------ TASK INPUT

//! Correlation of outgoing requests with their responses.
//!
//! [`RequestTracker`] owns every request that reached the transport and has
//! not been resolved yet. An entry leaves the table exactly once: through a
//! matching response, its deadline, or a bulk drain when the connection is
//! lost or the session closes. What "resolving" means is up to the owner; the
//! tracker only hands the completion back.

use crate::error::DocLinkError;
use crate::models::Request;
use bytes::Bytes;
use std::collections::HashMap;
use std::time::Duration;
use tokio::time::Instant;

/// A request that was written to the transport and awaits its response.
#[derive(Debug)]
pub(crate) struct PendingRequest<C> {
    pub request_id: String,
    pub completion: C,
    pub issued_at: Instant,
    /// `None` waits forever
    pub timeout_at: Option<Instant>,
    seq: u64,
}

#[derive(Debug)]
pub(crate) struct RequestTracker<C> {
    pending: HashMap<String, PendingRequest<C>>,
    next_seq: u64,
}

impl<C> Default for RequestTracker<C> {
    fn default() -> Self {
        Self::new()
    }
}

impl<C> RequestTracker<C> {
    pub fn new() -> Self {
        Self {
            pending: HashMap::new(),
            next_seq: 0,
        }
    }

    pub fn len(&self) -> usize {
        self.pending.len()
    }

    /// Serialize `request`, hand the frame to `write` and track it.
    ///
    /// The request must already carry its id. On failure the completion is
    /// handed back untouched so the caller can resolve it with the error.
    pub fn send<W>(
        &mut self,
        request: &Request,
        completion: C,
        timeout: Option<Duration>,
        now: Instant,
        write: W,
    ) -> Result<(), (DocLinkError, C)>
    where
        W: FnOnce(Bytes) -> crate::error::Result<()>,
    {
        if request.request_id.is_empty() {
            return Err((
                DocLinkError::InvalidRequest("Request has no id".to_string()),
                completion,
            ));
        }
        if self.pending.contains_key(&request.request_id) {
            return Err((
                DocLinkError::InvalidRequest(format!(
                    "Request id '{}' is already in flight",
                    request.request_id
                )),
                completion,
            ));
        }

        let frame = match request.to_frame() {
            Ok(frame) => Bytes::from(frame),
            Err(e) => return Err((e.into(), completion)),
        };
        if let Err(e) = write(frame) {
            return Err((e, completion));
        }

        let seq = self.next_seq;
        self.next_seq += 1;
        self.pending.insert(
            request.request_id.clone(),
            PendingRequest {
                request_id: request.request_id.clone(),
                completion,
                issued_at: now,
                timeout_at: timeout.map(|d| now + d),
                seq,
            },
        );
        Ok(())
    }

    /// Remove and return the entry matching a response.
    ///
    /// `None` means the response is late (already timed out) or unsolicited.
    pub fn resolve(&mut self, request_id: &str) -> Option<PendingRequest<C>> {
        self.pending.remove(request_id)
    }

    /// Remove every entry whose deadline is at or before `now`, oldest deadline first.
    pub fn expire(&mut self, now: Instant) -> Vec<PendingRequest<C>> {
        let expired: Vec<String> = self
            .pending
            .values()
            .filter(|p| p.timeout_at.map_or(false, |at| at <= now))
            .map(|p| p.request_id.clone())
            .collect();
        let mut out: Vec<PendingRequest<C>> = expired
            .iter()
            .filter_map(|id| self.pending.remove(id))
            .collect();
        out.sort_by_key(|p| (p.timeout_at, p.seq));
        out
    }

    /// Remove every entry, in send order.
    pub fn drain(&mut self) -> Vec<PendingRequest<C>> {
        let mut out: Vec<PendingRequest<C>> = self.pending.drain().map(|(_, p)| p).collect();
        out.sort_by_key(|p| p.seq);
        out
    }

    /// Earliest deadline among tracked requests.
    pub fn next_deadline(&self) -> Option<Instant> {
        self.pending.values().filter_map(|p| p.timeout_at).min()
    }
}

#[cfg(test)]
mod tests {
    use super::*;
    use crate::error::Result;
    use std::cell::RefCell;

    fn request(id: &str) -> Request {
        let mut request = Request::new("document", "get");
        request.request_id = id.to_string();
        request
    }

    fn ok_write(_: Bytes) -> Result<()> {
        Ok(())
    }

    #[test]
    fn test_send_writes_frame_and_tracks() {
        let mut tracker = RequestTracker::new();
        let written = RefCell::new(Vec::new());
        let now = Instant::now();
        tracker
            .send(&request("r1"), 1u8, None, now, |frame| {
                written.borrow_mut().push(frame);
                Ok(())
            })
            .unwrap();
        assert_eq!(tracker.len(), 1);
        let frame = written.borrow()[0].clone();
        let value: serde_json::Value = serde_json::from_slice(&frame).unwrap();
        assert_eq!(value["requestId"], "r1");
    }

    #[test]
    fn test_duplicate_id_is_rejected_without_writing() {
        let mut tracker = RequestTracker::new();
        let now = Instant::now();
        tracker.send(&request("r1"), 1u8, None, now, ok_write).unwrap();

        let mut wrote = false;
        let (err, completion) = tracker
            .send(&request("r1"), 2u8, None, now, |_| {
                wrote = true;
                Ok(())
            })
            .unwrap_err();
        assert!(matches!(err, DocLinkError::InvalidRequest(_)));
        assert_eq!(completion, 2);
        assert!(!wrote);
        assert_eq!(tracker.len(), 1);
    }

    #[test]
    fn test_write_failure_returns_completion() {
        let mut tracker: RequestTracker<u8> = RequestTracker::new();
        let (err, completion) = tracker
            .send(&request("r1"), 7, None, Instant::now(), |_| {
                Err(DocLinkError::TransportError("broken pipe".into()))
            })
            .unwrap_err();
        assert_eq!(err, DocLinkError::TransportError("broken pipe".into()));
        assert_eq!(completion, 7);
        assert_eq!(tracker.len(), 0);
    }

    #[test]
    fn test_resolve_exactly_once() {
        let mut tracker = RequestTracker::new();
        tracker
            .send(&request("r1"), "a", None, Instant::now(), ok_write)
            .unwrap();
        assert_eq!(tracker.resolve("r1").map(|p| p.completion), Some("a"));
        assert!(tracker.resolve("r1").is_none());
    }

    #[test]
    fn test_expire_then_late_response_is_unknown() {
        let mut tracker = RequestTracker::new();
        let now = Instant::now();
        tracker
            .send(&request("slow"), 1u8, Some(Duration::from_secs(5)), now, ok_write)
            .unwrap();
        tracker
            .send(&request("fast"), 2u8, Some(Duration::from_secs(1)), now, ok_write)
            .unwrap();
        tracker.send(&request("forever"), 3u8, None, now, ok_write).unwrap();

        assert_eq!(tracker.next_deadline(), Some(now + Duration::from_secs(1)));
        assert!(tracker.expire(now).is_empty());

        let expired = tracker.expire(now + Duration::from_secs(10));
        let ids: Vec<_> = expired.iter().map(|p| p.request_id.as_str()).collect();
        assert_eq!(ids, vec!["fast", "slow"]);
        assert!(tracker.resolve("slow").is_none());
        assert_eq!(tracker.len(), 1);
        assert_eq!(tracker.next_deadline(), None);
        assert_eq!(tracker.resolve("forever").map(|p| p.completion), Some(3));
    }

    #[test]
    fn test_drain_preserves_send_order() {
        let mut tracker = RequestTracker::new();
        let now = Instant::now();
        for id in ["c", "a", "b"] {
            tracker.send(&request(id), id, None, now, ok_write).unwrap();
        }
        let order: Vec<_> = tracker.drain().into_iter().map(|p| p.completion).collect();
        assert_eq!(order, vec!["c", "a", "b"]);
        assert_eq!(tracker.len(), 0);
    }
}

------------
------ TASK INPUT

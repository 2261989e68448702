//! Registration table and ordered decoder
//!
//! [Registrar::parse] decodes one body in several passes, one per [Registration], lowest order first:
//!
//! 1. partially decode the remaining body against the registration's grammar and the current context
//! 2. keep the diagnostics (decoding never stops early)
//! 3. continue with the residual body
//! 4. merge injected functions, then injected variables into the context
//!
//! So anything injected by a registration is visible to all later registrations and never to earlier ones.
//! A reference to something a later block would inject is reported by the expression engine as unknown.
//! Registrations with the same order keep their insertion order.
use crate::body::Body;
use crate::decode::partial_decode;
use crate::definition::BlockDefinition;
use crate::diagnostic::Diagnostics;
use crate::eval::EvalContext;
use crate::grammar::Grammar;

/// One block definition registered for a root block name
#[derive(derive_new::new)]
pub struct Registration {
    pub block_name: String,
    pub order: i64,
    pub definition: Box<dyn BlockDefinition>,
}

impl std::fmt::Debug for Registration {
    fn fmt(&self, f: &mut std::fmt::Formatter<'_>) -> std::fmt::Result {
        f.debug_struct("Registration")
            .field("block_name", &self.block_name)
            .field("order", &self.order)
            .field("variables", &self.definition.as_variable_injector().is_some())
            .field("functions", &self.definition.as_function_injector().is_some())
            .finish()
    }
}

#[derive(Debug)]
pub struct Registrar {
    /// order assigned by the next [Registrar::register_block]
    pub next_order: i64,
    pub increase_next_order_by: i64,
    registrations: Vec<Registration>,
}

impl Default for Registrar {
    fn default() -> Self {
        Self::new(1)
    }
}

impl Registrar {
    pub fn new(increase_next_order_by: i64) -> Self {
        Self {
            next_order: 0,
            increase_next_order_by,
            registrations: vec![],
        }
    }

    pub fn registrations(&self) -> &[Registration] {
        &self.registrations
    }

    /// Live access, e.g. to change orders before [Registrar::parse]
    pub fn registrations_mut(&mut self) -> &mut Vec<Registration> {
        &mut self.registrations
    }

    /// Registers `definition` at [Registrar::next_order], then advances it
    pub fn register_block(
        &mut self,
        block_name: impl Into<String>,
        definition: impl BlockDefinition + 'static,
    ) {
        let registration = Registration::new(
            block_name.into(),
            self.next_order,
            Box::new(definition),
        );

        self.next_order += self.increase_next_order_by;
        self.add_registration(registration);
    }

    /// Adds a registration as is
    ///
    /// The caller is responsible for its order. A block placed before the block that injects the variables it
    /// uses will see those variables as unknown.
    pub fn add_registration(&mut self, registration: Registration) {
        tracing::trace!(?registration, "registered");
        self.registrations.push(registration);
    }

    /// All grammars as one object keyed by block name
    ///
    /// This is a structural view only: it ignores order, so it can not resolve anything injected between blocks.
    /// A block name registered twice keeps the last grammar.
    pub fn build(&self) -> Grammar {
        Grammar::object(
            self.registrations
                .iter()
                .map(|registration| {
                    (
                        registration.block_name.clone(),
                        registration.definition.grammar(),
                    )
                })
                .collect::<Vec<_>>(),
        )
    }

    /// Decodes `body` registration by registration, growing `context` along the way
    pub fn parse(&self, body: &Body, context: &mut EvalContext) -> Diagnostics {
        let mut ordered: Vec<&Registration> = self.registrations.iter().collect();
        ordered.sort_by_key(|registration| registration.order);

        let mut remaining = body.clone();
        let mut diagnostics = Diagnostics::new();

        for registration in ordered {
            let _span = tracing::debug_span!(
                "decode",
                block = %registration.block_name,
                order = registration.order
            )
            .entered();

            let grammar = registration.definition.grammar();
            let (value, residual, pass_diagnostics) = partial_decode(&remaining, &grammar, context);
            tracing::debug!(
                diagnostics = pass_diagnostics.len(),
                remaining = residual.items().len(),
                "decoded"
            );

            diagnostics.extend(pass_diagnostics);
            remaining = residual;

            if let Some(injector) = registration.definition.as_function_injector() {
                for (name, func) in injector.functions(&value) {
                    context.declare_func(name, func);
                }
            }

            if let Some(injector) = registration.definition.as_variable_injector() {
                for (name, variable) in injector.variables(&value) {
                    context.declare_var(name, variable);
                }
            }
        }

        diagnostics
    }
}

------------

GOAL OF THE EXERCISE |
Above are the lines; repeat exactly the ones from the line containing "in send order." down to the line containing "None, now, |frame|", both inclusive.

THE COMPLETED TASK |
    /// Remove every entry, in send order.
    pub fn drain(&mut self) -> Vec<PendingRequest<C>> {
        let mut out: Vec<PendingRequest<C>> = self.pending.drain().map(|(_, p)| p).collect();
        out.sort_by_key(|p| p.seq);
        out
    }

    /// Earliest deadline among tracked requests.
    pub fn next_deadline(&self) -> Option<Instant> {
        self.pending.values().filter_map(|p| p.timeout_at).min()
    }
}

#[cfg(test)]
mod tests {
    use super::*;
    use crate::error::Result;
    use std::cell::RefCell;

    fn request(id: &str) -> Request {
        let mut request = Request::new("document", "get");
        request.request_id = id.to_string();
        request
    }

    fn ok_write(_: Bytes) -> Result<()> {
        Ok(())
    }

    #[test]
    fn test_send_writes_frame_and_tracks() {
        let mut tracker = RequestTracker::new();
        let written = RefCell::new(Vec::new());
        let now = Instant::now();
        tracker
            .send(&request("r1"), 1u8, None, now, |frame| {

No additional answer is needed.